Koninklijke Philips NA officials have agreed to pay at least $479 million to resolve part of a sprawling litigation tied to a 2021 US recall of millions of machines designed to treat sleep apnea, according to people familiar with the deal.
(Bloomberg) — Koninklijke Philips NA officials have agreed to pay at least $479 million to resolve part of a sprawling litigation tied to a 2021 US recall of millions of machines designed to treat sleep apnea, according to people familiar with the deal.
Amsterdam-based Philips, and its US unit, have agreed to settle a class-action lawsuit filed by device users who bought or rented one of the 16 lines of recalled machines, said the people, who requested anonymity because they weren’t authorized to speak publicly about the accord. Other plaintiffs include insurers or companies that reimbursed users for such purchases, they said.

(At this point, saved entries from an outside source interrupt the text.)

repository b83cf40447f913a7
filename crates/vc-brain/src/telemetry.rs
use crate::config::TelemetryConfig;
use std::fmt;
use tracing_subscriber::filter::ParseError;
use tracing_subscriber::EnvFilter;

#[derive(Debug)]
pub enum TelemetryError {
    EnvFilter { value: String, source: ParseError },
    Subscriber(Box<dyn std::error::Error + Send + Sync>),
}

impl fmt::Display for TelemetryError {
    fn fmt(&self, f: &mut fmt::Formatter<'_>) -> fmt::Result {
        match self {
            TelemetryError::EnvFilter { value, .. } => {
                write!(
                    f,
                    "invalid log level/filter '{}': unable to build EnvFilter",
                    value
                )
            }
            TelemetryError::Subscriber(err) => write!(f, "telemetry error: {err}"),
        }
    }
}

impl std::error::Error for TelemetryError {
    fn source(&self) -> Option<&(dyn std::error::Error + 'static)> {
        match self {
            TelemetryError::EnvFilter { source, .. } => Some(source),
            TelemetryError::Subscriber(err) => Some(&**err),
        }
    }
}

pub fn init(config: &TelemetryConfig) -> Result<(), TelemetryError> {
    let env_filter = match EnvFilter::try_from_default_env() {
        Ok(filter) => filter,
        Err(_) => {
            EnvFilter::try_new(&config.log_level).map_err(|source| TelemetryError::EnvFilter {
                value: config.log_level.clone(),
                source,
            })?
        }
    };

    tracing_subscriber::fmt()
        .with_env_filter(env_filter)
        .with_target(false)
        .compact()
        .with_ansi(false)
        .try_init()
        .map_err(TelemetryError::Subscriber)
}
//! The base62 symbol table.
//!
//! Symbols are ordered digits, then lowercase, then uppercase. The order is
//! part of the wire format: identifiers produced with this table only decode
//! correctly against the same table.

/// Radix of the encoding.
pub const BASE: u64 = 62;

/// Symbols indexed by their numeric value.
pub const ALPHABET: &[u8; BASE as usize] =
    b"0123456789abcdefghijklmnopqrstuvwxyzABCDEFGHIJKLMNOPQRSTUVWXYZ";

/// Marker stored in [`INVERSE`] for bytes outside the alphabet.
const INVALID: u8 = 0xFF;

/// Inverse of [`ALPHABET`], indexed by raw byte value.
static INVERSE: [u8; 256] = build_inverse();

const fn build_inverse() -> [u8; 256] {
    let mut table = [INVALID; 256];
    let mut i = 0;
    while i < ALPHABET.len() {
        table[ALPHABET[i] as usize] = i as u8;
        i += 1;
    }
    table
}

/// Returns the symbol for a digit value.
///
/// # Panics
///
/// Panics if `value` is not below [`BASE`].
#[inline]
pub fn symbol_at(value: u8) -> char {
    ALPHABET[value as usize] as char
}

/// Returns the digit value of a symbol, or `None` if the symbol is not part
/// of the alphabet.
#[inline]
pub fn value_of(symbol: char) -> Option<u8> {
    if !symbol.is_ascii() {
        return None;
    }
    value_of_byte(symbol as u8)
}

#[inline]
pub(crate) fn value_of_byte(byte: u8) -> Option<u8> {
    match INVERSE[byte as usize] {
        INVALID => None,
        value => Some(value),
    }
}

/// Whether `c` is one of the 62 symbols.
#[inline]
pub fn is_symbol(c: char) -> bool {
    value_of(c).is_some()
}

/// The alphabet as a string, for error hints.
pub(crate) fn as_str() -> &'static str {
    // ALPHABET is ASCII
    std::str::from_utf8(ALPHABET).unwrap_or_default()
}

#[cfg(test)]
mod tests {
    use super::*;

    #[test]
    fn test_symbol_value_inverse() {
        for i in 0..BASE as u8 {
            assert_eq!(value_of(symbol_at(i)), Some(i));
        }
    }

    #[test]
    fn test_alphabet_order() {
        assert_eq!(symbol_at(0), '0');
        assert_eq!(symbol_at(9), '9');
        assert_eq!(symbol_at(10), 'a');
        assert_eq!(symbol_at(35), 'z');
        assert_eq!(symbol_at(36), 'A');
        assert_eq!(symbol_at(61), 'Z');
    }

    #[test]
    fn test_symbols_are_distinct() {
        let mut seen = [false; 256];
        for &b in ALPHABET.iter() {
            assert!(!seen[b as usize], "duplicate symbol {}", b as char);
            seen[b as usize] = true;
        }
    }

    #[test]
    fn test_alphanumerics_are_exactly_the_alphabet() {
        for byte in 0..=255u8 {
            let c = byte as char;
            assert_eq!(
                is_symbol(c),
                c.is_ascii_alphanumeric(),
                "mismatch for byte {byte:#04x}"
            );
        }
    }

    #[test]
    fn test_invalid_marker_is_not_zero() {
        // '0' and an invalid byte must be distinguishable
        assert_eq!(value_of('0'), Some(0));
        assert_eq!(value_of('\0'), None);
        assert_eq!(value_of('-'), None);
    }

    #[test]
    fn test_non_ascii_rejected() {
        assert_eq!(value_of('é'), None);
        assert_eq!(value_of('Ａ'), None);
        assert_eq!(value_of('🦀'), None);
    }

    #[test]
    fn test_as_str() {
        assert_eq!(as_str().len(), 62);
        assert!(as_str().starts_with("0123456789abc"));
    }
}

While the settlement resolves hundreds of economic-damage claims, Philips executives acknowledge they still face potential suits from more than 50,000 people alleging they were injured using the machines because of disintegrating noise-dampening foam inside the recalled devices. Lawyers for consumers contend Philips officials knew about the foam problems for a 13-year period beginning in 2008, but didn’t recall the machines until 2021.
Philips shares were down 1.5% at €19.7 apiece in Amsterdam as of 1:58 p.m. local time. US listed shares were little changed in premarket trade.
The settlement amount may increase based on how many machine users accept the payout in the US and with the addition of legal fees to paid to consumers’ lawyers, the people said.
Philips declined to comment.
The machines are designed to force extra air down users’ throats to treat obstructive apnea – an ailment that interferes with proper sleep and can cause fatal heart problems. U.S. Food and Drug Administration officials have said they’ve linked 385 deaths to malfunctioning machines.
Reggie White — an NFL Hall-of-Fame defensive tackle for the Philadelphia Eagles and Green Bay Packers – died in 2004 of heart attack tied to untreated sleep apnea. His death sparked an uptick in use of Continuous Positive Airway Pressure (CPAP) machines and Bi-level Positive Airway Pressure (“BiPAP”) machines in the US. Philips is the largest maker of such devices in the world.
Billion Dollar Settlement
Philips issued a recall in 2021 after the FDA found problems with disintegrating polyurethane foam making its way into the machine’s forced-air stream. Researchers have linked a cornucopia of cancers, including bladder, lung and stomach cancers to the wayward foam particles. Other ailments include respiratory issues and allergic reactions.
The company has set aside around €1 billion ($1.1 billion) to deal with the recall of around 5.5 million devices globally. Lawyers for US users of the machines said in court papers, however, they believe the recall covers 10.8 million devices.
Holly Froum, a Bloomberg Intelligence analyst who has followed the sleep-apnea litigation, said Philips may be forced to pay between $2 billion and $4.5 billion to settle personal-injury claims tied to the recalled devices. She noted juries may have to weigh some claims against Philips in test trials before settlement talks turn serious.
Citigroup analyst Veronika Dubajova estimated Philips could face around 5 billion euro ($5.3 billion) in exposure from the sprawling litigation, which includes a US Justice Department probe of its handling of the devices. Philips RS North America one of the company’s subsidiaries — agreed in September 2022 to pay $24 million to resolve separate claims about kickbacks to customers over a four-year period starting in 2016.
In a March interview with a Dutch newspaper, Philips CEO Roy Jakobs acknowledged the company was negotiating a settlement of the economic-damage claims. The company set aside 575 million euros ($615 million) in the first quarter of this year to cover the specific costs of the accord, according to earnings reports.
The cases have been consolidated in a multi-district litigation (MDL) before a federal judge in Pittsburgh. As of last month the MDL only contained 698 cases, according to court records. But plaintiffs lawyers note more than 50,000 claims are waiting in the wings to be filed and have been acknowledged by the company.
Philips launched an effort to replace recalled machines, but ran into problems with some refurbished devices that led to an additional FDA recall. Federal regulators found a number of the repaired devices got incorrect or duplicate serial numbers when Philips re-programmed them. That miscue could lead some machines to deliver the wrong amount of air to apnea patients, causing health risks, the FDA said.
Besides still facing personal-injury claims, Philips also must deal with demands for what could be billions of dollars to cover medical monitoring of affected CPAP and BiPAP users in the future.
In its own defense, Philips’ lawyers told Senior US District Judge Joy Conti in May that new tests on its recalled machines showed the vast majority of the devices are unlikely to cause considerable health damage to patients. Exposure to degraded foam in 95% of the recalled breathing apparatuses is “unlikely to result in an appreciable harm to health in patients,” the Netherlands-based health company said, citing its test results.
The case is In Re Philips Recalled CPAP, Bi-Level PAP and Mechanical Ventilator Products Liability Litigation, 21-MD-3014, U.S District Court for the Western District of Pennsylvania (Pittsburgh).